Si pudiera esquivar el sigilo sacramental
Y la urgencia. “Necesito conversar un ratito con usted, por favor”. No se permite dar datos del muchacho, pero si pudiera diría que se llama A. y tiene 13 años, una criatura que yo no he creído conocer de entre la cantidad de gente que sabe quién eres tú, pero tú no ubicas. “Toma asiento, joven”.
Se me ha quedado su modo de iniciar la conversa, y si fuera posible reproduciría esas palabras: “He hecho una cosa mala y quiero que me perdones”. Y su tono, que me ha transmitido el candor adolescente de sentirse al mismo tiempo temeroso y culpable. De pronto he echado de menos esa autenticidad en otras muchas confesiones pasadas, más establecidas y mecanizadas; este chaval estaba tan desacostumbrado como yo, pero hablaba la verdad.
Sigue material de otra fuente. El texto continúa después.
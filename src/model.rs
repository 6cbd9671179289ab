//! Records produced by a scraping run
//!
//! Everything here is immutable once built: listings become
//! [`ProductRecord`]s, failed pages become [`ErrorRecord`]s, and the whole run
//! is frozen into a [`RunResult`] when the coordinator finishes.

use std::time::Duration;

/// One parsed catalogue listing
#[derive(Debug, Clone, PartialEq)]
pub struct ProductRecord {
    pub name: String,

    /// Listed price with the currency symbol stripped
    pub price: f64,

    /// Star rating 1-5, or 0 when the listing carries no recognisable rating
    pub rating: u8,

    pub in_stock: bool,

    /// Availability text as shown on the page
    pub availability: String,

    /// Absolute URL of the cover image
    pub image_url: String,

    /// Absolute URL of the product detail page
    pub detail_url: String,

    /// Catalogue page the listing was found on
    pub source_page: u32,
}

/// A page that produced no usable content
#[derive(Debug, Clone, PartialEq, Eq)]
pub struct ErrorRecord {
    pub page_number: u32,
    pub error: String,
}

impl ErrorRecord {
    pub fn new(page_number: u32, error: impl Into<String>) -> Self {
        Self {
            page_number,
            error: error.into(),
        }
    }
}

/// Complete output of one scraping session
///
/// Products are ordered by source page and then by position on the page;
/// errors are ordered by page number. Neither depends on the order in which
/// fetches happened to complete.
#[derive(Debug, Clone)]
pub struct RunResult {
    pub products: Vec<ProductRecord>,
    pub errors: Vec<ErrorRecord>,
    pub elapsed: Duration,
    pub pages_attempted: u32,
}

impl RunResult {
    /// Products per second of wall-clock time, 0 for an instantaneous run
    pub fn throughput(&self) -> f64 {
        let secs = self.elapsed.as_secs_f64();
        if secs > 0.0 {
            self.products.len() as f64 / secs
        } else {
            0.0
        }
    }

    /// Pages that appear in the error report
    pub fn failed_pages(&self) -> Vec<u32> {
        let mut pages: Vec<u32> = self.errors.iter().map(|e| e.page_number).collect();
        pages.dedup();
        pages
    }

    /// One-line summary of the run
    pub fn summary_line(&self) -> String {
        format!(
            "Scraped {} pages: {} products, {} errors in {:.1}s ({:.1} products/sec)",
            self.pages_attempted,
            self.products.len(),
            self.errors.len(),
            self.elapsed.as_secs_f64(),
            self.throughput()
        )
    }
}

#[cfg(test)]
mod tests {
    use super::*;

    fn product(page: u32) -> ProductRecord {
        ProductRecord {
            name: format!("Book {}", page),
            price: 10.0,
            rating: 3,
            in_stock: true,
            availability: "In stock".to_string(),
            image_url: "http://example.com/img.jpg".to_string(),
            detail_url: "http://example.com/book".to_string(),
            source_page: page,
        }
    }

    #[test]
    fn test_throughput() {
        let result = RunResult {
            products: vec![product(1), product(1), product(2), product(3)],
            errors: vec![],
            elapsed: Duration::from_secs(2),
            pages_attempted: 3,
        };

        assert!((result.throughput() - 2.0).abs() < f64::EPSILON);
    }

    #[test]
    fn test_throughput_zero_elapsed() {
        let result = RunResult {
            products: vec![product(1)],
            errors: vec![],
            elapsed: Duration::ZERO,
            pages_attempted: 1,
        };

        assert_eq!(result.throughput(), 0.0);
    }

    #[test]
    fn test_failed_pages() {
        let result = RunResult {
            products: vec![],
            errors: vec![ErrorRecord::new(2, "boom"), ErrorRecord::new(5, "bang")],
            elapsed: Duration::from_millis(10),
            pages_attempted: 5,
        };

        assert_eq!(result.failed_pages(), vec![2, 5]);
    }

    #[test]
    fn test_summary_line() {
        let result = RunResult {
            products: vec![product(1), product(3)],
            errors: vec![ErrorRecord::new(2, "boom")],
            elapsed: Duration::from_secs(1),
            pages_attempted: 3,
        };

        let line = result.summary_line();
        assert!(line.contains("3 pages"));
        assert!(line.contains("2 products"));
        assert!(line.contains("1 errors"));
    }
}
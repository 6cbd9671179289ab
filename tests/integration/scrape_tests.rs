//! Integration tests for the scraper
//!
//! These tests use wiremock to serve catalogue pages and exercise the full
//! fetch, retry, parse and export cycle end-to-end.

use catalog_scraper::config::{Config, FetchConfig, IdentityPolicy};
use catalog_scraper::crawler::{run_scrape, FailureReason, FetchOutcome, Fetcher};
use catalog_scraper::output::{
    read_errors, read_products, sort_for_export, OutputHandler, XlsxOutputHandler,
};
use std::time::{Duration, Instant};
use tempfile::TempDir;
use wiremock::matchers::{header, header_exists, method, path};
use wiremock::{Mock, MockServer, ResponseTemplate};

/// Builds a catalogue page with two listings unique to `page`
fn catalogue_page(page: u32) -> String {
    format!(
        r#"<html><body><ol class="row">
<li><article class="product_pod">
  <div class="image_container"><a href="book-{page}-a/index.html"><img src="../media/{page}-a.jpg" alt="A"></a></div>
  <p class="star-rating Three"></p>
  <h3><a href="book-{page}-a/index.html" title="Book {page} A">Book {page} A</a></h3>
  <div class="product_price">
    <p class="price_color">£{page}1.50</p>
    <p class="instock availability"><i class="icon-ok"></i> In stock</p>
  </div>
</article></li>
<li><article class="product_pod">
  <div class="image_container"><a href="book-{page}-b/index.html"><img src="../media/{page}-b.jpg" alt="B"></a></div>
  <p class="star-rating Five"></p>
  <h3><a href="book-{page}-b/index.html" title="Book {page} B">Book {page} B</a></h3>
  <div class="product_price">
    <p class="price_color">£{page}2.25</p>
    <p class="instock availability">Out of stock</p>
  </div>
</article></li>
</ol></body></html>"#,
        page = page
    )
}

fn page_path(page: u32) -> String {
    format!("/catalogue/page-{}.html", page)
}

/// Creates a test configuration with fast retries against `base_url`
fn create_test_config(base_url: &str, max_pages: u32) -> Config {
    let mut config = Config::default();
    config.scraper.base_url = base_url.to_string();
    config.scraper.max_pages = max_pages;
    config.scraper.max_concurrent = 5;
    config.fetch.backoff_base_ms = 10;
    config.fetch.timeout_secs = 1;
    config.fetch.max_attempts = 3;
    config
}

async fn mount_page(server: &MockServer, page: u32) {
    Mock::given(method("GET"))
        .and(path(page_path(page)))
        .respond_with(ResponseTemplate::new(200).set_body_string(catalogue_page(page)))
        .mount(server)
        .await;
}

#[tokio::test]
async fn test_partial_failure_run() {
    let mock_server = MockServer::start().await;
    mount_page(&mock_server, 1).await;
    mount_page(&mock_server, 3).await;
    Mock::given(method("GET"))
        .and(path(page_path(2)))
        .respond_with(ResponseTemplate::new(500))
        .expect(3)
        .mount(&mock_server)
        .await;

    let config = create_test_config(&mock_server.uri(), 3);
    let result = run_scrape(&config, false).await.unwrap();

    assert_eq!(result.pages_attempted, 3);
    assert_eq!(result.products.len(), 4);
    let pages: Vec<u32> = result.products.iter().map(|p| p.source_page).collect();
    assert_eq!(pages, vec![1, 1, 3, 3]);

    assert_eq!(result.errors.len(), 1);
    assert_eq!(result.errors[0].page_number, 2);
    assert!(result.errors[0].error.starts_with("Failed to fetch"));
    assert!(result.errors[0].error.contains("HTTP 500"));
}

#[tokio::test]
async fn test_listing_fields_and_links() {
    let mock_server = MockServer::start().await;
    mount_page(&mock_server, 1).await;

    let config = create_test_config(&mock_server.uri(), 1);
    let result = run_scrape(&config, false).await.unwrap();

    let first = &result.products[0];
    assert_eq!(first.name, "Book 1 A");
    assert_eq!(first.price, 11.5);
    assert_eq!(first.rating, 3);
    assert!(first.in_stock);
    assert_eq!(first.availability, "In stock");
    assert_eq!(
        first.detail_url,
        format!("{}/catalogue/book-1-a/index.html", mock_server.uri())
    );
    assert_eq!(first.image_url, format!("{}/media/1-a.jpg", mock_server.uri()));

    let second = &result.products[1];
    assert_eq!(second.rating, 5);
    assert!(!second.in_stock);
    assert_eq!(second.price, 12.25);
}

#[tokio::test]
async fn test_retry_backoff_timing() {
    let mock_server = MockServer::start().await;
    Mock::given(method("GET"))
        .respond_with(ResponseTemplate::new(503))
        .expect(3)
        .mount(&mock_server)
        .await;

    let mut config = create_test_config(&mock_server.uri(), 1);
    config.fetch.backoff_base_ms = 50;

    let started = Instant::now();
    let result = run_scrape(&config, false).await.unwrap();

    // 50ms after the first attempt, 100ms after the second, none after the last
    assert!(started.elapsed() >= Duration::from_millis(150));
    assert_eq!(result.errors.len(), 1);
    assert!(result.products.is_empty());
}

#[tokio::test]
async fn test_transient_failure_recovers() {
    let mock_server = MockServer::start().await;
    Mock::given(method("GET"))
        .and(path(page_path(1)))
        .respond_with(ResponseTemplate::new(500))
        .up_to_n_times(1)
        .expect(1)
        .mount(&mock_server)
        .await;
    mount_page(&mock_server, 1).await;

    let config = create_test_config(&mock_server.uri(), 1);
    let result = run_scrape(&config, false).await.unwrap();

    assert!(result.errors.is_empty());
    assert_eq!(result.products.len(), 2);
    assert_eq!(mock_server.received_requests().await.unwrap().len(), 2);
}

#[tokio::test]
async fn test_client_errors_are_retried() {
    let mock_server = MockServer::start().await;
    Mock::given(method("GET"))
        .respond_with(ResponseTemplate::new(404))
        .expect(3)
        .mount(&mock_server)
        .await;

    let config = create_test_config(&mock_server.uri(), 1);
    let result = run_scrape(&config, false).await.unwrap();

    assert_eq!(result.errors.len(), 1);
    assert!(result.errors[0].error.contains("HTTP 404"));
}

#[tokio::test]
async fn test_attempt_timeout() {
    let mock_server = MockServer::start().await;
    Mock::given(method("GET"))
        .respond_with(
            ResponseTemplate::new(200)
                .set_body_string(catalogue_page(1))
                .set_delay(Duration::from_secs(3)),
        )
        .mount(&mock_server)
        .await;

    let config = FetchConfig {
        timeout_secs: 1,
        max_attempts: 2,
        backoff_base_ms: 10,
        ..FetchConfig::default()
    };
    let fetcher = Fetcher::new(mock_server.uri(), config).unwrap();

    let started = Instant::now();
    let outcome = fetcher.fetch_page(1).await;

    assert_eq!(
        outcome,
        FetchOutcome::Failure {
            page_number: 1,
            reason: FailureReason::Exhausted {
                attempts: 2,
                last: Box::new(FailureReason::Timeout),
            },
        }
    );
    assert!(started.elapsed() < Duration::from_secs(4));
}

#[tokio::test]
async fn test_browser_headers_sent() {
    let mock_server = MockServer::start().await;
    Mock::given(method("GET"))
        .and(header("accept-language", "en-GB"))
        .and(header_exists("user-agent"))
        .and(header_exists("accept"))
        .respond_with(ResponseTemplate::new(200).set_body_string(catalogue_page(1)))
        .expect(1)
        .mount(&mock_server)
        .await;

    let mut config = create_test_config(&mock_server.uri(), 1);
    config.fetch.accept_language = "en-GB".to_string();
    let result = run_scrape(&config, false).await.unwrap();

    assert!(result.errors.is_empty());
}

#[tokio::test]
async fn test_round_robin_identities() {
    let mock_server = MockServer::start().await;
    for agent in ["agent-a", "agent-b"] {
        Mock::given(method("GET"))
            .and(header("user-agent", agent))
            .respond_with(ResponseTemplate::new(200).set_body_string(catalogue_page(1)))
            .expect(1)
            .mount(&mock_server)
            .await;
    }

    let mut config = create_test_config(&mock_server.uri(), 2);
    config.scraper.max_concurrent = 1;
    config.fetch.identity_policy = IdentityPolicy::RoundRobin;
    config.fetch.user_agents = vec!["agent-a".to_string(), "agent-b".to_string()];

    let result = run_scrape(&config, false).await.unwrap();
    assert!(result.errors.is_empty());
}

#[tokio::test]
async fn test_unreadable_page_recorded_as_parse_error() {
    let mock_server = MockServer::start().await;
    mount_page(&mock_server, 1).await;
    Mock::given(method("GET"))
        .and(path(page_path(2)))
        .respond_with(ResponseTemplate::new(200).set_body_string(""))
        .mount(&mock_server)
        .await;

    let config = create_test_config(&mock_server.uri(), 2);
    let result = run_scrape(&config, false).await.unwrap();

    assert_eq!(result.products.len(), 2);
    assert_eq!(result.errors.len(), 1);
    assert_eq!(result.errors[0].page_number, 2);
    assert!(result.errors[0].error.starts_with("Parse error"));
}

#[tokio::test]
async fn test_each_page_requested_once() {
    let mock_server = MockServer::start().await;
    for page in 1..=8 {
        mount_page(&mock_server, page).await;
    }

    let mut config = create_test_config(&mock_server.uri(), 8);
    config.scraper.max_concurrent = 3;
    let result = run_scrape(&config, false).await.unwrap();

    assert_eq!(result.products.len(), 16);
    assert_eq!(mock_server.received_requests().await.unwrap().len(), 8);
}

#[tokio::test]
async fn test_repeated_runs_are_identical() {
    let mock_server = MockServer::start().await;
    for page in 1..=4 {
        mount_page(&mock_server, page).await;
    }

    let config = create_test_config(&mock_server.uri(), 4);
    let first = run_scrape(&config, false).await.unwrap();
    let second = run_scrape(&config, false).await.unwrap();

    assert_eq!(first.products, second.products);
    assert_eq!(first.errors, second.errors);
}

#[tokio::test]
async fn test_zero_pages() {
    let mock_server = MockServer::start().await;

    let config = create_test_config(&mock_server.uri(), 0);
    let result = run_scrape(&config, false).await.unwrap();

    assert!(result.products.is_empty());
    assert!(result.errors.is_empty());
    assert!(mock_server.received_requests().await.unwrap().is_empty());
}

#[tokio::test]
async fn test_invalid_concurrency_is_rejected() {
    let mut config = create_test_config("http://127.0.0.1:9", 1);
    config.scraper.max_concurrent = 0;

    assert!(run_scrape(&config, false).await.is_err());
}

#[tokio::test]
async fn test_concurrency_above_page_count() {
    let mock_server = MockServer::start().await;
    for page in 1..=3 {
        mount_page(&mock_server, page).await;
    }

    let mut config = create_test_config(&mock_server.uri(), 3);
    config.scraper.max_concurrent = 150;
    let result = run_scrape(&config, false).await.unwrap();

    assert_eq!(result.products.len(), 6);
    assert!(result.errors.is_empty());
}

#[tokio::test]
async fn test_connection_refused_is_retried() {
    // Bind then drop a listener to get a local port nobody is serving
    let port = std::net::TcpListener::bind("127.0.0.1:0")
        .unwrap()
        .local_addr()
        .unwrap()
        .port();

    let config = FetchConfig {
        max_attempts: 3,
        backoff_base_ms: 10,
        ..FetchConfig::default()
    };
    let fetcher = Fetcher::new(format!("http://127.0.0.1:{}", port), config).unwrap();

    match fetcher.fetch_page(1).await {
        FetchOutcome::Failure {
            page_number: 1,
            reason: FailureReason::Exhausted { attempts, last },
        } => {
            assert_eq!(attempts, 3);
            assert!(matches!(*last, FailureReason::NetworkError(_)));
        }
        other => panic!("expected exhausted network failure, got {:?}", other),
    }
}

#[tokio::test]
async fn test_export_round_trip() {
    let mock_server = MockServer::start().await;
    mount_page(&mock_server, 1).await;
    mount_page(&mock_server, 2).await;
    Mock::given(method("GET"))
        .and(path(page_path(3)))
        .respond_with(ResponseTemplate::new(500))
        .mount(&mock_server)
        .await;

    let config = create_test_config(&mock_server.uri(), 3);
    let result = run_scrape(&config, false).await.unwrap();

    let dir = TempDir::new().unwrap();
    let handler =
        XlsxOutputHandler::with_timestamp(dir.path().join("products.xlsx"), "20240101_000000");
    let artifacts = handler.export(&result).unwrap();

    let products = read_products(&artifacts.products_file.unwrap()).unwrap();
    assert_eq!(products, sort_for_export(&result.products));
    assert_eq!(products[0].rating, 5);

    let errors = read_errors(&artifacts.errors_file.unwrap()).unwrap();
    assert_eq!(errors, result.errors);
}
No puedo decir nada, pero me gustaría narrar que el pecado trata de un beso, un beso prohibido porque “es la enamorada de mi hermano”, seguido de algún arrumaco más “hasta que la aparté y le dije que eso no se puede”. La gravedad de la materia me hizo sonreír, pero la risa la disuadió el ademán avergonzado del penitente. “Y te sientes mal…” – “Sí, me siento fatal”. El chaval era el vivo retrato del arrepentimiento, y yo me conmoví, me sentí plenamente un padre con la ternura de liberar al hijo de una niñería que se le hace un mundo; un hermosísimo privilegio. Pero claro, la discreción propia del caso me obliga a callar.
Me apetecería referir también que, a medida que fui quitando hierro al asunto y dándole a A. algún consejo fruto de mi larga experiencia en ese campo, advertí cómo el alivio se materializaba en su lenguaje corporal. Me rondó la memoria que es la primera vez que confieso a alguien desde que llegué a la selva (hace más de año y medio) y, aunque desde luego no puedo dar detalles, noté que ese superpoder está bien engrasado, y me sigue enriqueciendo inmensamente cuando las personas muestran sus tesoros interiores intentando descargar sus miserias. Siempre he defendido los beneficios de la reconciliación individual, pero con los jóvenes me pierdo, me van a disculpar.
Fueron apenas unos minutos. Describiría cómo le di la “bendición” que me pedía, explicándole antes que “voy a poner mis manos sobre tu cabeza, rezaré una oración y ahí Diosito ha borrado tus pecados”. Recordaría cómo resopló y, sobre todo, cómo nos miramos sonriéndonos en silencio antes de despedirnos. Lo suyo se quedó conmigo, todo perdonado, y ya ni sé qué mano ha hecho qué. Una preciosura para empezar el día. Me encantaría contarlo, pero claro, no puedo sortear el secreto de confesión.